### Task inputs:
*** Block opens ***

//! Filesystem layout of a build's output directory.
//!
//! ```text
//! <root>/
//!   rss/<key>.rss            raw feed documents
//!   cover/<key>.<ext>        original cover images
//!   cover/<key>-<w>.<ext>    resized covers
//!   build_info.json          the build artifact
//! ```
//!
//! The directory is wiped and recreated at the start of every run; nothing is
//! updated incrementally.
use std::io::Write;
use std::path::{Path, PathBuf};

const RSS_DIR: &str = "rss";
const COVER_DIR: &str = "cover";
const ARTIFACT_FILE: &str = "build_info.json";

/// Output directory for one run, plus the URL prefix under which the site
/// serves it.
#[derive(Debug, Clone)]
pub struct OutputSink {
    root: PathBuf,
    public_prefix: String,
}

impl OutputSink {
    pub fn new(root: impl Into<PathBuf>, public_prefix: &str) -> Self {
        Self {
            root: root.into(),
            public_prefix: public_prefix.trim_end_matches('/').to_string(),
        }
    }

    pub fn root(&self) -> &Path {
        &self.root
    }

    /// Removes any previous output and recreates the directory tree.
    pub fn prepare(&self) -> std::io::Result<()> {
        match std::fs::remove_dir_all(&self.root) {
            Ok(()) => tracing::debug!(path = %self.root.display(), "Cleared previous output"),
            Err(e) if e.kind() == std::io::ErrorKind::NotFound => {}
            Err(e) => return Err(e),
        }
        std::fs::create_dir_all(self.root.join(RSS_DIR))?;
        std::fs::create_dir_all(self.root.join(COVER_DIR))?;
        Ok(())
    }

    pub fn feed_path(&self, key: &str) -> PathBuf {
        self.root.join(RSS_DIR).join(format!("{key}.rss"))
    }

    pub fn cover_path(&self, key: &str, ext: &str) -> PathBuf {
        self.root.join(COVER_DIR).join(format!("{key}.{ext}"))
    }

    /// Path of a resized cover: `cover/<key>-<width>.<ext>`.
    pub fn derived_cover_path(&self, key: &str, ext: &str, width: u32) -> PathBuf {
        self.root.join(COVER_DIR).join(format!("{key}-{width}.{ext}"))
    }

    /// URL path under which the site serves the original cover.
    pub fn cover_public_path(&self, key: &str, ext: &str) -> String {
        format!("{}/{COVER_DIR}/{key}.{ext}", self.public_prefix)
    }

    pub fn artifact_path(&self) -> PathBuf {
        self.root.join(ARTIFACT_FILE)
    }

    /// Stores a raw feed body as `rss/<key>.rss`.
    pub async fn write_feed(&self, key: &str, bytes: &[u8]) -> std::io::Result<PathBuf> {
        let path = self.feed_path(key);
        tokio::fs::write(&path, bytes).await?;
        Ok(path)
    }
}

/// Writes `content` to `dst` via a temp file, fsync and rename, so the
/// destination is never observed half-written.
pub fn write_atomic(dst: &Path, content: &[u8]) -> std::io::Result<()> {
    use std::time::{SystemTime, UNIX_EPOCH};

    // Randomized temp name: create_new below must never collide with a stale file
    let random_suffix = SystemTime::now()
        .duration_since(UNIX_EPOCH)
        .map(|d| d.as_nanos())
        .unwrap_or(0);
    let temp_path = dst.with_extension(format!("tmp.{:016x}", random_suffix));

    let mut temp_file = std::fs::OpenOptions::new()
        .write(true)
        .create_new(true)
        .open(&temp_path)?;

    let written = temp_file
        .write_all(content)
        .and_then(|()| temp_file.sync_all());
    drop(temp_file);
    if let Err(e) = written {
        let _ = std::fs::remove_file(&temp_path);
        return Err(e);
    }

    // On Windows, rename fails if destination exists, so remove it first
    #[cfg(windows)]
    if dst.exists() {
        if let Err(e) = std::fs::remove_file(dst) {
            let _ = std::fs::remove_file(&temp_path);
            return Err(e);
        }
    }

    std::fs::rename(&temp_path, dst).inspect_err(|_| {
        let _ = std::fs::remove_file(&temp_path);
    })
}

#[cfg(test)]
mod tests {
    use super::*;

    #[test]
    fn test_layout() {
        let sink = OutputSink::new("/srv/out", "/downloads/");
        assert_eq!(sink.feed_path("rebuild"), Path::new("/srv/out/rss/rebuild.rss"));
        assert_eq!(
            sink.cover_path("rebuild", "jpg"),
            Path::new("/srv/out/cover/rebuild.jpg")
        );
        assert_eq!(
            sink.derived_cover_path("rebuild", "jpg", 120),
            Path::new("/srv/out/cover/rebuild-120.jpg")
        );
        assert_eq!(
            sink.cover_public_path("rebuild", "jpg"),
            "/downloads/cover/rebuild.jpg"
        );
        assert_eq!(
            sink.artifact_path(),
            Path::new("/srv/out/build_info.json")
        );
    }

    #[test]
    fn test_prepare_clears_previous_run() {
        let dir = tempfile::tempdir().unwrap();
        let root = dir.path().join("downloads");
        let sink = OutputSink::new(&root, "/downloads");

        sink.prepare().unwrap();
        std::fs::write(root.join("rss").join("stale.rss"), b"old").unwrap();

        sink.prepare().unwrap();
        assert!(root.join("rss").is_dir());
        assert!(root.join("cover").is_dir());
        assert!(!root.join("rss").join("stale.rss").exists());
    }

    #[tokio::test]
    async fn test_write_feed() {
        let dir = tempfile::tempdir().unwrap();
        let sink = OutputSink::new(dir.path(), "");
        sink.prepare().unwrap();

        let path = sink.write_feed("k", b"<rss/>").await.unwrap();
        assert_eq!(std::fs::read(path).unwrap(), b"<rss/>");
    }

    #[test]
    fn test_write_atomic_replaces_content() {
        let dir = tempfile::tempdir().unwrap();
        let path = dir.path().join("build_info.json");

        write_atomic(&path, b"{\"a\":1}").unwrap();
        write_atomic(&path, b"{\"a\":2}").unwrap();

        assert_eq!(std::fs::read(&path).unwrap(), b"{\"a\":2}");
        let leftovers = std::fs::read_dir(dir.path()).unwrap().count();
        assert_eq!(leftovers, 1, "temp file should not be left behind");
    }

    #[test]
    fn test_write_atomic_missing_dir_fails() {
        let dir = tempfile::tempdir().unwrap();
        let path = dir.path().join("nope").join("build_info.json");
        assert!(write_atomic(&path, b"{}").is_err());
    }
}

*** Block closes ***

### Your instructions:
Find the word "return" in the entries above. Copy every line that has it.

### Output for this exercise:
            Err(e) => return Err(e),
        return Err(e);
            return Err(e);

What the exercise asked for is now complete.